RE: [media] handling multitrack audio / video from Sean Hayes on 2010-12-06 (public-html-a11y@w3.org from December 2010)

From: Sean Hayes <Sean.Hayes@microsoft.com>
Date: Mon, 6 Dec 2010 14:01:43 +0000
To: Silvia Pfeiffer <silviapfeiffer1@gmail.com>, Maciej Stachowiak <mjs@apple.com>
CC: Eric Carlson <eric.carlson@apple.com>, Geoff Freed <geoff_freed@wgbh.org>, HTML Accessibility Task Force <public-html-a11y@w3.org>, Frank Olivier <Frank.Olivier@microsoft.com>
Message-ID: <8DEFC0D8B72E054E97DC307774FE4B91330D091F@DB3EX14MBXC313.europe.corp.microsoft.c>
I've been thinking quite a bit about this while trying to create accessible video page with HTML5.  While I would really prefer an external group go off and study a proper manifest file, and get all this complexity out of HTML5 and dealt with in a more independent fashion;  I have mostly been able to achieve the goals with what is there, but there are a few things that don't seem optimal yet.

 I'm becoming increasingly of the opinion that we should not try and create any specific processing algorithm for the selection of the additional resources, but simply provide adequate labeling (for human and machine) so that the UA can present the options to the user.

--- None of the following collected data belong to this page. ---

//! Racing callers against shared in-memory state.

use std::sync::Arc;

use super::delayed::{ChangeLog, SlowDrafts, StaleLookups};
use super::helpers::{Plant, plant};
use mockable::DefaultClock;
use odt_control::{
    access::domain::{Actor, Capability, UserId},
    machinery::{
        adapters::memory::InMemoryMachineRepository,
        domain::MachineState,
        services::{MachineRegistryService, RegisterMachineRequest, UpdateMachineRequest},
    },
    work_order::{
        ports::{WorkOrderFilter, WorkOrderRepository},
        services::{CreateWorkOrderRequest, MachineStateTracker},
    },
};
use rstest::rstest;

#[rstest]
#[tokio::test(flavor = "multi_thread")]
async fn concurrent_reviews_sign_off_once(plant: Plant) -> Result<(), eyre::Report> {
    let machine = plant.machine("CC-01").await?;
    plant
        .registry
        .change_state(machine.id(), MachineState::MaintenanceRequired)
        .await?;
    let id = plant.orders_for(&machine).await?[0].id();
    plant.into_review(id).await?;

    let mut reviewers = Vec::new();
    for n in 0..8 {
        let reviewer = Actor::new(UserId::new(), format!("Reviewer {n}"));
        plant.directory.grant(reviewer.id(), Capability::ReviewOdt)?;
        reviewers.push(reviewer);
    }
    let handles: Vec<_> = reviewers
        .into_iter()
        .map(|reviewer| {
            let workflow = Arc::clone(&plant.workflow);
            tokio::spawn(async move { workflow.review_approve(&reviewer, id).await })
        })
        .collect();

    let mut applied = 0;
    for handle in handles {
        if handle.await??.is_applied() {
            applied += 1;
        }
    }

    eyre::ensure!(applied == 1, "expected exactly one sign-off, got {applied}");
    Ok(())
}

#[rstest]
#[tokio::test(flavor = "multi_thread")]
async fn concurrent_creation_numbers_are_unique(plant: Plant) -> Result<(), eyre::Report> {
    let machine = plant.machine("CC-02").await?;
    let handles: Vec<_> = (0..12)
        .map(|n| {
            let workflow = Arc::clone(&plant.workflow);
            let operator = plant.staff.operator.clone();
            let request =
                CreateWorkOrderRequest::new(machine.id(), format!("Inspection {n}"), "");
            tokio::spawn(async move { workflow.create(&operator, request).await })
        })
        .collect();

    let mut correlatives = Vec::new();
    let mut odt_numbers = Vec::new();
    for handle in handles {
        let order = handle.await??;
        correlatives.push(order.numbers().correlative().value());
        odt_numbers.push(order.numbers().odt_number().value());
    }
    correlatives.sort_unstable();
    odt_numbers.sort_unstable();

    let expected: Vec<u64> = (1..=12).collect();
    eyre::ensure!(correlatives == expected, "correlatives {correlatives:?}");
    eyre::ensure!(odt_numbers == expected, "ODT numbers {odt_numbers:?}");
    Ok(())
}

#[rstest]
#[tokio::test(flavor = "multi_thread")]
async fn overlapping_trigger_changes_raise_one_draft() -> Result<(), eyre::Report> {
    let drafts = Arc::new(SlowDrafts::default());
    let tracker = MachineStateTracker::new(Arc::clone(&drafts), Arc::new(DefaultClock));
    let registry = Arc::new(
        MachineRegistryService::new(
            Arc::new(InMemoryMachineRepository::new()),
            Arc::new(DefaultClock),
        )
        .with_observer(Arc::new(tracker)),
    );
    let id = registry
        .register(RegisterMachineRequest::new("CC-03", "Crusher 3"))
        .await?
        .id();

    let breakdown = {
        let registry = Arc::clone(&registry);
        tokio::spawn(async move {
            registry
                .change_state(id, MachineState::MaintenanceRequired)
                .await
        })
    };
    drafts.entered.notified().await;
    registry.change_state(id, MachineState::Operative).await?;
    registry.change_state(id, MachineState::OutOfService).await?;
    breakdown.await??;

    let orders = drafts
        .inner
        .list(&WorkOrderFilter {
            machine: Some(id),
            ..WorkOrderFilter::default()
        })
        .await?;
    eyre::ensure!(
        orders.len() == 1,
        "expected one draft within the window, got {}",
        orders.len()
    );
    Ok(())
}

#[rstest]
#[tokio::test(flavor = "multi_thread")]
async fn detail_update_does_not_undo_a_concurrent_state_change() -> Result<(), eyre::Report> {
    let machines = Arc::new(StaleLookups::default());
    let registry = Arc::new(MachineRegistryService::new(
        Arc::clone(&machines),
        Arc::new(DefaultClock),
    ));
    let id = registry
        .register(RegisterMachineRequest::new("CC-04", "Crusher 4"))
        .await?
        .id();

    machines.hold_next_lookup();
    let rename = {
        let registry = Arc::clone(&registry);
        tokio::spawn(async move {
            registry
                .update_details(id, UpdateMachineRequest::new("Crusher 4 (rebuilt)"))
                .await
        })
    };
    machines.holding.notified().await;
    registry.change_state(id, MachineState::InMaintenance).await?;
    let renamed = rename.await??;

    let stored = registry
        .find_by_id(id)
        .await?
        .ok_or_else(|| eyre::eyre!("machine {id} disappeared"))?;
    eyre::ensure!(
        stored.state() == MachineState::InMaintenance,
        "state reverted to {}",
        stored.state()
    );
    eyre::ensure!(stored.name() == "Crusher 4 (rebuilt)", "rename lost");
    eyre::ensure!(renamed == stored, "update returned a stale machine");
    Ok(())
}

#[rstest]
#[tokio::test(flavor = "multi_thread")]
async fn racing_state_changes_report_the_state_they_replaced() -> Result<(), eyre::Report> {
    let machines = Arc::new(StaleLookups::default());
    let log = Arc::new(ChangeLog::default());
    let registry = Arc::new(
        MachineRegistryService::new(Arc::clone(&machines), Arc::new(DefaultClock))
            .with_observer(Arc::clone(&log) as _),
    );
    let id = registry
        .register(RegisterMachineRequest::new("CC-05", "Crusher 5"))
        .await?
        .id();

    machines.hold_next_lookup();
    let slow = {
        let registry = Arc::clone(&registry);
        tokio::spawn(async move {
            registry
                .change_state(id, MachineState::MaintenanceRequired)
                .await
        })
    };
    machines.holding.notified().await;
    registry.change_state(id, MachineState::OutOfService).await?;
    let settled = slow.await??;

    eyre::ensure!(
        settled.state() == MachineState::MaintenanceRequired,
        "unexpected final state {}",
        settled.state()
    );
    let expected = vec![
        (None, MachineState::Operative),
        (Some(MachineState::Operative), MachineState::OutOfService),
        (
            Some(MachineState::OutOfService),
            MachineState::MaintenanceRequired,
        ),
    ];
    let seen = log.transitions();
    eyre::ensure!(seen == expected, "observed {seen:?}");
    Ok(())
}
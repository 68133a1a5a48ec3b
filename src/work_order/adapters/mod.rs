//! Adapter implementations for work-order ports.

pub mod memory;
pub mod postgres;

Here I've presented a fairly modest set of changes that probably cover the majority of situations.

The kind attribute: As formulated, this seems too simplistic and not discriminating enough. For the kinds: captions, subtitles and text descriptions (when presented as text) and similar, the processing is largely the same and so the kinds here could be merged.  The user however might prefer to have subtitles and descriptions read out (spoken subtitles are become increasingly used in the EU), so different types of processing may be required for the same kinds. In some cases the user may want more than one presentation of a resource, e.g. both spoken and captions/descriptions displayed as braille.  Moreover the assumption that a resource contains only one kind seems somewhat flawed.

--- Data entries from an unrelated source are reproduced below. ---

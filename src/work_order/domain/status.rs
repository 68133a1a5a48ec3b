//! Work-order status, priority and work type.

use super::{ParseWorkOrderFieldError, ParseWorkOrderStatusError};
use serde::{Deserialize, Serialize};
use std::fmt;

/// Lifecycle status of a work order.
#[derive(Debug, Clone, Copy, PartialEq, Eq, Hash, PartialOrd, Ord, Serialize, Deserialize)]
#[serde(rename_all = "SCREAMING_SNAKE_CASE")]
pub enum WorkOrderStatus {
    /// Being prepared by its creator.
    Draft,
    /// Submitted for authorization.
    Request,
    /// An execution responsible has been assigned.
    Assigned,
    /// Work is under way.
    InExecution,
    /// Awaiting review and final approval.
    InReview,
    /// Approved by an area manager.
    Approved,
    /// Rejected by the reviewer.
    RejectedAtReview,
    /// Rejected at final approval.
    RejectedAtApproval,
    /// Closed for good.
    Closed,
}

impl WorkOrderStatus {
    /// Every status, in lifecycle order.
    pub const ALL: [Self; 9] = [
        Self::Draft,
        Self::Request,
        Self::Assigned,
        Self::InExecution,
        Self::InReview,
        Self::Approved,
        Self::RejectedAtReview,
        Self::RejectedAtApproval,
        Self::Closed,
    ];

    /// Statuses that count as an open work order when deduplicating
    /// automatic drafts.
    pub const OPEN: [Self; 4] = [
        Self::Draft,
        Self::Assigned,
        Self::InExecution,
        Self::InReview,
    ];

    /// Returns the canonical storage representation.
    #[must_use]
    pub const fn as_str(self) -> &'static str {
        match self {
            Self::Draft => "DRAFT",
            Self::Request => "REQUEST",
            Self::Assigned => "ASSIGNED",
            Self::InExecution => "IN_EXECUTION",
            Self::InReview => "IN_REVIEW",
            Self::Approved => "APPROVED",
            Self::RejectedAtReview => "REJECTED_AT_REVIEW",
            Self::RejectedAtApproval => "REJECTED_AT_APPROVAL",
            Self::Closed => "CLOSED",
        }
    }

    /// Returns `true` for statuses that suppress a new automatic draft.
    /// Orders waiting in `REQUEST` do not.
    #[must_use]
    pub const fn is_open(self) -> bool {
        matches!(
            self,
            Self::Draft | Self::Assigned | Self::InExecution | Self::InReview
        )
    }

    /// Returns `true` for statuses no forward transition leaves.
    #[must_use]
    pub const fn is_terminal(self) -> bool {
        matches!(
            self,
            Self::Closed | Self::RejectedAtReview | Self::RejectedAtApproval
        )
    }
}

impl fmt::Display for WorkOrderStatus {
    fn fmt(&self, f: &mut fmt::Formatter<'_>) -> fmt::Result {
        f.write_str(self.as_str())
    }
}

impl TryFrom<&str> for WorkOrderStatus {
    type Error = ParseWorkOrderStatusError;

    fn try_from(value: &str) -> Result<Self, Self::Error> {
        let normalized = value.trim().to_ascii_uppercase();
        Self::ALL
            .into_iter()
            .find(|status| status.as_str() == normalized)
            .ok_or_else(|| ParseWorkOrderStatusError(value.to_owned()))
    }
}

/// Urgency of a work order.
#[derive(
    Debug, Clone, Copy, Default, PartialEq, Eq, Hash, PartialOrd, Ord, Serialize, Deserialize,
)]
#[serde(rename_all = "SCREAMING_SNAKE_CASE")]
pub enum Priority {
    /// Can wait.
    Low,
    /// Normal scheduling.
    #[default]
    Medium,
    /// Schedule soon.
    High,
    /// Drop everything.
    Urgent,
}

impl Priority {
    /// Every priority, lowest first.
    pub const ALL: [Self; 4] = [Self::Low, Self::Medium, Self::High, Self::Urgent];

    /// Returns the canonical storage representation.
    #[must_use]
    pub const fn as_str(self) -> &'static str {
        match self {
            Self::Low => "LOW",
            Self::Medium => "MEDIUM",
            Self::High => "HIGH",
            Self::Urgent => "URGENT",
        }
    }
}

impl fmt::Display for Priority {
    fn fmt(&self, f: &mut fmt::Formatter<'_>) -> fmt::Result {
        f.write_str(self.as_str())
    }
}

impl TryFrom<&str> for Priority {
    type Error = ParseWorkOrderFieldError;

    fn try_from(value: &str) -> Result<Self, Self::Error> {
        parse_upper(value, &Self::ALL, Self::as_str, "priority")
    }
}

/// Kind of maintenance performed.
#[derive(Debug, Clone, Copy, Default, PartialEq, Eq, Hash, Serialize, Deserialize)]
#[serde(rename_all = "SCREAMING_SNAKE_CASE")]
pub enum WorkType {
    /// Planned maintenance.
    #[default]
    Preventive,
    /// Repair after a fault.
    Corrective,
}

impl WorkType {
    /// Every work type.
    pub const ALL: [Self; 2] = [Self::Preventive, Self::Corrective];

    /// Returns the canonical storage representation.
    #[must_use]
    pub const fn as_str(self) -> &'static str {
        match self {
            Self::Preventive => "PREVENTIVE",
            Self::Corrective => "CORRECTIVE",
        }
    }
}

impl fmt::Display for WorkType {
    fn fmt(&self, f: &mut fmt::Formatter<'_>) -> fmt::Result {
        f.write_str(self.as_str())
    }
}

impl TryFrom<&str> for WorkType {
    type Error = ParseWorkOrderFieldError;

    fn try_from(value: &str) -> Result<Self, Self::Error> {
        parse_upper(value, &Self::ALL, Self::as_str, "work type")
    }
}

/// Matches a case-insensitive storage code against a closed set of values.
pub(super) fn parse_upper<T: Copy>(
    value: &str,
    candidates: &[T],
    code: impl Fn(T) -> &'static str,
    kind: &'static str,
) -> Result<T, ParseWorkOrderFieldError> {
    let normalized = value.trim().to_ascii_uppercase();
    candidates
        .iter()
        .copied()
        .find(|candidate| code(*candidate) == normalized)
        .ok_or_else(|| ParseWorkOrderFieldError {
            kind,
            value: value.to_owned(),
        })
}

So kind is currently not a very good discriminator for the processing that the user might want on a resource. I propose we change it. In replacement, and absent requiring this kind of metadata in the actual resource, I propose a 'contains' attribute, which describes the types of resource present in the referenced media (there may be more than one) that the user can select; and that this apply to audio, video and text media tracks equally.
The kind (or content) attribute might contain
     resources:  (("open-")? type "-" mode S )*
     type:  "captions" |  "subtitles" | "signing" |"dubbing" | "description" | "extended-description" | "enhanced-captions " | ...
     mode:  " audio" |  "video" | "text" | ""

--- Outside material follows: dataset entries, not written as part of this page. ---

//! Step definitions for work-order lifecycle scenarios.

pub mod given;
pub mod then;
pub mod when;
pub mod world;
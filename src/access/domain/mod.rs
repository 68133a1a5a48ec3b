//! Domain model for actors and capabilities.

mod actor;
mod capability;
mod error;
mod ids;
mod role;

pub use actor::Actor;
pub use capability::Capability;
pub use error::{AccessDomainError, ParseCapabilityError};
pub use ids::UserId;
pub use role::RoleName;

For media resources, the main lack in the spec today is any kind of "sync to" operation; but there are actually  multiple ways in which media resources can be combined:
a) replacement. Video B (E.g. with open subtitles) is a replacement for Video A (without).
b) partial replacement: Audio B (E.g. with pre-mixed descriptions) is a replacement for the audio track of Video A.
c) layering: Audio B (e.g with un mixed descriptions) is to be mixed with the audio track of video A
d) interstitial:  video (or audio) B is to be inserted in video A at a specific time, extending the playback (e.g extended descriptions).
e) Coexistance. Video B (e.g ASL translation) is to be played contemporaneously with Video A

Each of these has been used to provide an accessibility mode; (although maybe they don't all need to be in the spec). To capture these operations, I propose some set of combine-xx attributes for the track element which capture the potential use cases, e.g.:  combine-all combine-audio combine-video combine-text and combine (equivalent to combine all) attributes.

The track combination algorithm would happen after the source selection algorithm, and can use the choice made to guide any of its own source selections

Studying the cases above:

a) replacement. Using a second main resource as a means of providing captions is suboptimal, as the captions cannot then be styled to the users requirements (e.g large font, high contrast); but it is certainly used. This approach can be effective for both sign translated and audio described material, and as this seems like a relatively easy use case from a UA perspective, we should probably support it. The UA can create a set of choices from the @contains attribute  and also a languages tag which can take a set of language labels. So in cases where the main resource can have multiple choices, use a track element; but add the codec type attribute into the track

Example markup for an English movie which an option that has simultaneous open English captions and traditional and simplified Chinese subtitles and an option that has Chinese dubbed soundtrack:
<video ... >
         <source src="v1.mp4" ...  />
         <track type="video/mp4" lang="en" combine ="replace "  src="v1cc.mp4" 
                       contains="open-caption open-subtitle" languages="en zh-hant zh-hans "
                      label="English Captions and Chinese subtitles" />
         <track type="video/mp4" lang="zh" combine ="replace "   src="v1db.mp4" 
                      contains="open-dubbing" label="Chinese dubbed" />
</video>

Note here the assumption that the replacement is in the same encoding, in the next example the case of two codecs is dealt with.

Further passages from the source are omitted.